We arrived at the international terminal, and quickly began to disassemble our cycles, struggling briefly to attach the plastic bowls, attracting a small crowd, receiving reprimands for attempting to use the wrong kind of baggage cart, briefly alarming the security guards with the ukulele, and finally making our way toward the Air Asia counter.
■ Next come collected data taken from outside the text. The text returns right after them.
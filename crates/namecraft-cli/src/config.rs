//! Configuration management for the CLI.

use crate::error::{CliError, Result};
use namecraft_extractor::ExtractorConfig;
use namecraft_llm::gemini::{API_KEY_ENV, DEFAULT_MAX_RETRIES, DEFAULT_MODEL, DEFAULT_TIMEOUT_SECS};
use namecraft_llm::GeminiProvider;
use serde::{Deserialize, Serialize};
use std::fs;
use std::path::{Path, PathBuf};
use std::time::Duration;

/// CLI configuration.
#[derive(Debug, Clone, Default, Serialize, Deserialize)]
pub struct Config {
    /// Global settings
    #[serde(default)]
    pub settings: Settings,

    /// LLM provider settings
    #[serde(default)]
    pub provider: ProviderSettings,

    /// List extraction and suggestion limits
    #[serde(default)]
    pub extractor: ExtractorConfig,
}

/// Global CLI settings.
#[derive(Debug, Clone, Serialize, Deserialize)]
pub struct Settings {
    /// Enable colored output
    #[serde(default = "default_true")]
    pub color: bool,

    /// Default output format
    #[serde(default = "default_format")]
    pub format: OutputFormat,

    /// Default log filter when RUST_LOG is unset
    #[serde(default = "default_log_level")]
    pub log_level: String,
}

/// LLM provider settings.
#[derive(Debug, Clone, Serialize, Deserialize)]
pub struct ProviderSettings {
    /// Provider to use
    #[serde(default = "default_provider")]
    pub kind: ProviderKind,

    /// Model name
    #[serde(default = "default_model")]
    pub model: String,

    /// Alternative API endpoint
    #[serde(skip_serializing_if = "Option::is_none")]
    pub endpoint: Option<String>,

    /// API key stored in the file (prefer `api_key_env`)
    #[serde(skip_serializing_if = "Option::is_none")]
    pub api_key: Option<String>,

    /// Environment variable holding the API key
    #[serde(default = "default_api_key_env")]
    pub api_key_env: String,

    /// Request attempts before giving up (at least 1)
    #[serde(default = "default_max_retries")]
    pub max_retries: u32,

    /// Timeout for a single HTTP request (seconds)
    #[serde(default = "default_timeout_secs")]
    pub timeout_secs: u64,

    /// Response returned by the mock provider
    #[serde(skip_serializing_if = "Option::is_none")]
    pub mock_response: Option<String>,
}

/// Output format.
#[derive(Debug, Clone, Copy, PartialEq, Eq, Serialize, Deserialize)]
#[serde(rename_all = "lowercase")]
pub enum OutputFormat {
    /// Markdown text
    Text,
    /// JSON format
    Json,
}

/// LLM provider kind.
#[derive(Debug, Clone, Copy, PartialEq, Eq, Serialize, Deserialize)]
#[serde(rename_all = "lowercase")]
pub enum ProviderKind {
    /// Google Gemini API
    Gemini,
    /// Canned offline response
    Mock,
}

impl Config {
    /// Get the default configuration file path.
    pub fn path() -> Result<PathBuf> {
        let home = dirs::home_dir().ok_or_else(|| CliError::Config("Could not find home directory".into()))?;
        Ok(home.join(".namecraft").join("config.toml"))
    }

    /// Load configuration from a file, falling back to defaults if it is missing.
    pub fn load_from(path: &Path) -> Result<Self> {
        if !path.exists() {
            return Ok(Self::default());
        }

        let contents = fs::read_to_string(path)?;
        let config: Config = toml::from_str(&contents)?;
        config.validate()?;
        Ok(config)
    }

    /// Save configuration to a file.
    pub fn save_to(&self, path: &Path) -> Result<()> {
        // Create parent directory if it doesn't exist
        if let Some(parent) = path.parent() {
            fs::create_dir_all(parent)?;
        }

        fs::write(path, self.to_toml()?)?;
        Ok(())
    }

    /// Serialize to TOML.
    pub fn to_toml(&self) -> Result<String> {
        toml::to_string_pretty(self)
            .map_err(|e| CliError::Config(format!("Failed to serialize config: {}", e)))
    }

    /// Validate the configuration.
    pub fn validate(&self) -> Result<()> {
        self.extractor.validate().map_err(CliError::Config)?;
        if self.provider.model.trim().is_empty() {
            return Err(CliError::Config("provider.model cannot be empty".into()));
        }
        if self.provider.max_retries == 0 {
            return Err(CliError::Config("provider.max_retries must be at least 1".into()));
        }
        if self.provider.timeout_secs == 0 {
            return Err(CliError::Config("provider.timeout_secs must be greater than 0".into()));
        }

        // The suggester must not give up while the provider is still retrying
        let budget = GeminiProvider::retry_budget(self.provider.max_retries, self.provider.request_timeout());
        if budget > self.extractor.generation_timeout() {
            return Err(CliError::Config(format!(
                "extractor.generation_timeout_secs ({}) is shorter than the provider retry budget ({}s); \
                 raise it or lower provider.max_retries/provider.timeout_secs",
                self.extractor.generation_timeout_secs,
                budget.as_secs()
            )));
        }
        Ok(())
    }

    /// API key from the config file or the configured environment variable.
    pub fn api_key(&self) -> Option<String> {
        self.provider
            .api_key
            .clone()
            .or_else(|| std::env::var(&self.provider.api_key_env).ok())
            .filter(|k| !k.trim().is_empty())
    }
}

impl ProviderSettings {
    /// Per-request timeout as a Duration.
    pub fn request_timeout(&self) -> Duration {
        Duration::from_secs(self.timeout_secs)
    }
}

impl Default for Settings {
    fn default() -> Self {
        Self {
            color: true,
            format: OutputFormat::Text,
            log_level: default_log_level(),
        }
    }
}

impl Default for ProviderSettings {
    fn default() -> Self {
        Self {
            kind: default_provider(),
            model: default_model(),
            endpoint: None,
            api_key: None,
            api_key_env: default_api_key_env(),
            max_retries: default_max_retries(),
            timeout_secs: default_timeout_secs(),
            mock_response: None,
        }
    }
}

fn default_true() -> bool {
    true
}

fn default_format() -> OutputFormat {
    OutputFormat::Text
}

fn default_log_level() -> String {
    "warn".to_string()
}

fn default_provider() -> ProviderKind {
    ProviderKind::Gemini
}

fn default_model() -> String {
    DEFAULT_MODEL.to_string()
}

fn default_api_key_env() -> String {
    API_KEY_ENV.to_string()
}

fn default_max_retries() -> u32 {
    DEFAULT_MAX_RETRIES
}

fn default_timeout_secs() -> u64 {
    DEFAULT_TIMEOUT_SECS
}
At the counter, we were somewhat furious to discover that we would need to pay an extra $15 dollars each to transport the cycles (sports equipment charge…). After quickly recovering from that unanticipated expense, we were hit with another, when we learned we would need to pay approximately 30 bucks each to get out of the country. Luckily, we had, in anticipation of the unsuccessful trip to the Gilis, taken out a fair bit more money than we had spent. But it is worth noting, dear reader, that had we been out of cash, this might have become quite a sticky boarder crossing.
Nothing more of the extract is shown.